China’s former security boss used to run the court system that will now try him.
China’s Former Security Chief Zhou Yongkang Indicted for Corruption
Zhou Yongkang, attends the Chinese People’s Political Consultative Conference (CPPCC) on March 3, 2011, in Beijing, China. On July 29 the Chinese regime’s Xinhua news agency confirmed that Zhou, a former member of the Politburo Standing Committee and head of China’s security apparatus, was being investigated. (Feng Li/Getty Images)
Matthew Robertson
4/2/2015
Updated:
4/7/2015

Chinese prosecutors in the port city of Tianjin have indicted the Chinese Communist Party’s former security chief, the grim-looking Zhou Yongkang, on charges of bribery, abuse of power, and leaking state secrets, according to official media.

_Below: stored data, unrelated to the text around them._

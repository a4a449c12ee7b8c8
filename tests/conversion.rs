//! Trained-tree conversion and prediction agree with each other.

use ndarray::array;

use treelab::compat::{TrainedTree, TreeConverter, TreeTrainer, convert};
use treelab::data::{Dataset, SampleSet};
use treelab::inference::{Instruction, TreePredictor, predict_with_trace};
use treelab::repr::{LeafNode, TreeNode};
use treelab::testing::{GreedyTrainer, blobs, iris_like};
use treelab::{Parallelism, TrainingParams};

/// Rows held by each leaf, partitioned top-down from the root the way the
/// converter threads samples.
fn leaf_populations<'t>(
    node: &'t TreeNode,
    samples: SampleSet,
    ds: &Dataset,
    out: &mut Vec<(&'t LeafNode, SampleSet)>,
) {
    match node {
        TreeNode::Leaf(leaf) => out.push((leaf, samples)),
        TreeNode::Split(split) => {
            let col = split.feature_index.expect("converted splits carry their column");
            let (left, right) = samples.partition(ds.column(col), split.threshold);
            leaf_populations(&split.left, left, ds, out);
            leaf_populations(&split.right, right, ds, out);
        }
    }
}

/// Most frequent label among `samples`; lowest class wins ties.
fn majority(ds: &Dataset, samples: &SampleSet) -> usize {
    let mut counts = vec![0usize; ds.n_classes()];
    for label in ds.gather_labels(samples) {
        counts[label] += 1;
    }
    (0..counts.len()).max_by_key(|&c| (counts[c], std::cmp::Reverse(c))).unwrap()
}

/// Every training row is predicted as the majority class of the leaf holding it.
fn assert_predictions_match_leaf_majority(tree: &TreeNode, ds: &Dataset, predicted: &[usize]) {
    let mut leaves = Vec::new();
    leaf_populations(tree, SampleSet::all(ds.n_rows()), ds, &mut leaves);

    let covered: usize = leaves.iter().map(|(_, samples)| samples.len()).sum();
    assert_eq!(covered, ds.n_rows());
    for (leaf, samples) in leaves {
        assert_eq!(leaf.sample_count, samples.len());
        if samples.is_empty() {
            continue;
        }
        let expected = majority(ds, &samples);
        for i in samples.iter() {
            assert_eq!(predicted[i], expected, "row {i}");
        }
    }
}

#[test]
fn predict_reproduces_leaf_majority_on_training_rows() {
    let ds = iris_like();
    let params = TrainingParams { max_depth: Some(3), ..Default::default() };
    let trained = GreedyTrainer.fit(&ds, &params).unwrap();
    let tree = TreeConverter::new(&trained, &ds).convert().unwrap();

    let predicted = TreePredictor::new(&tree)
        .with_parallelism(Parallelism::Parallel)
        .predict(ds.features(), ds.feature_names())
        .unwrap();
    assert_predictions_match_leaf_majority(&tree, &ds, &predicted);
    assert!(tree.sample_counts_consistent());
    assert_eq!(tree.sample_count(), ds.n_rows());
}

#[test]
fn overlapping_blobs_round_trip() {
    let centers = vec![vec![0.0, 0.0], vec![0.5, 0.5], vec![1.0, 0.0]];
    let ds = blobs(
        &centers,
        25,
        0.6,
        11,
        vec!["a".into(), "b".into()],
        vec!["p".into(), "q".into(), "r".into()],
    );
    let params = TrainingParams { max_depth: Some(4), min_samples_leaf: 3, ..Default::default() };
    let trained = GreedyTrainer.fit(&ds, &params).unwrap();
    let tree = TreeConverter::new(&trained, &ds).histogram_bins(5).convert().unwrap();

    let predicted = TreePredictor::new(&tree).predict(ds.features(), ds.feature_names()).unwrap();
    assert_predictions_match_leaf_majority(&tree, &ds, &predicted);

    // Every split histogram sees exactly the rows that reach its node.
    fn check(node: &TreeNode) {
        if let TreeNode::Split(split) = node {
            let hist = split.histogram.as_ref().unwrap();
            assert_eq!(hist.total_samples, split.sample_count);
            assert_eq!(hist.counted_samples(), split.sample_count as u64);
            assert!(hist.n_bins() <= 5);
            check(&split.left);
            check(&split.right);
        }
    }
    check(&tree);
}

#[test]
fn value_equal_to_threshold_goes_left_everywhere() {
    let trained = TrainedTree {
        children_left: vec![1, -1, -1],
        children_right: vec![2, -1, -1],
        feature: vec![0, -2, -2],
        threshold: vec![5.0, -2.0, -2.0],
        n_node_samples: vec![3, 2, 1],
        impurity: vec![0.444, 0.0, 0.0],
        value: vec![vec![vec![2.0, 1.0]], vec![vec![2.0, 0.0]], vec![vec![0.0, 1.0]]],
    };
    let x = array![[4.0], [5.0], [6.0]];
    let names = vec!["f".to_string()];
    let tree = convert(&trained, &names, x.view(), &[0, 0, 1]).unwrap();

    // Conversion: rows 0 and 1 reach the left leaf.
    let TreeNode::Split(split) = &tree else { panic!("expected split") };
    assert_eq!(split.left.sample_count(), 2);
    let hist = split.histogram.as_ref().unwrap();
    assert_eq!(hist.threshold, Some(5.0));

    // Prediction: the row equal to the threshold also goes left.
    let predicted = TreePredictor::new(&tree).predict(x.view(), &names).unwrap();
    assert_eq!(predicted, vec![0, 0, 1]);

    let point = [("f".to_string(), 5.0)].into_iter().collect();
    let traced = predict_with_trace(&tree, &point, None).unwrap();
    assert_eq!(traced.instructions, vec![Instruction::Left, Instruction::Stop]);
    assert_eq!(traced.confidence, 1.0);
}

#[test]
fn converted_tree_json_round_trip() {
    let ds: Dataset = iris_like();
    let trained = GreedyTrainer.fit(&ds, &TrainingParams::default()).unwrap();
    let tree = TreeConverter::new(&trained, &ds).convert().unwrap();

    let json = serde_json::to_string(&tree).unwrap();
    let back: TreeNode = serde_json::from_str(&json).unwrap();
    assert_eq!(back, tree);

    let value: serde_json::Value = serde_json::from_str(&json).unwrap();
    assert_eq!(value["type"], "split");
    assert!(value["histogram_data"]["counts_by_class"]["setosa"].is_array());
}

The announcement was made on Friday morning, local time, accompanied by a barrage of damning analysis through official and semi-official media channels, which went on at length about Zhou’s malfeasance, and the network of corruption that he cultivated. 

Zhou’s downfall had long been suspected. In early 2012, when former Politburo member Bo Xilai was felled, the purge that later reached Zhou had already been set in motion. Zhou was a key ally and protege of previous Party leader Jiang Zemin. Zhou helped Jiang maintain enormous influence in Party affairs for years after Jiang’s official retirement in 2002. He is also accused of conspiring with Bo Xilai in what amounted an attempted coup on the incoming leadership, which took place in late 2012. Word of the conspiracy between Bo and Zhou emerged in 2012, but it was not until recent months that such information began appearing in mainland Chinese press accounts. Zhou Yongkang was useful as part of Jiang’s political clique because of his eagerness to implement the latter’s pet political campaign, the persecution of the Falun Gong spiritual discipline, which Jiang initiated in 1999.

The Party’s investigative apparatus only appeared to make public moves against Zhou slowly, around a year after he left office in late 2012. First, his former comrades in the regime and in the petroleum sector were encircled. Zhou once headed the state-owned China National Petroleum Corporation. Then his son came under fire.

Finally, in late 2013, it was announced that Zhou himself was under investigation

The recent news means that Party investigators have finished with their portion of the process and are now transferring him to the judiciary for prosecution, in what are sure to be kangaroo court proceedings.

Zhou Yongkang is a former member of the Party’s Politiburo Standing Committee, the highest decision-making body in the country. As a member of that committee, his brief was to oversee the Party’s expansive security apparatus. It commanded a budget larger than that of the military, and encompassed the police, including the armed and political police, prisons, labor camps, re-education centers, and the court system that Zhou is now at the mercy of.

Matthew Robertson is the former China news editor for The Epoch Times. He was previously a reporter for the newspaper in Washington, D.C. In 2013 he was awarded the Society of Professional Journalists’ Sigma Delta Chi award for coverage of the Chinese regime's forced organ harvesting of prisoners of conscience.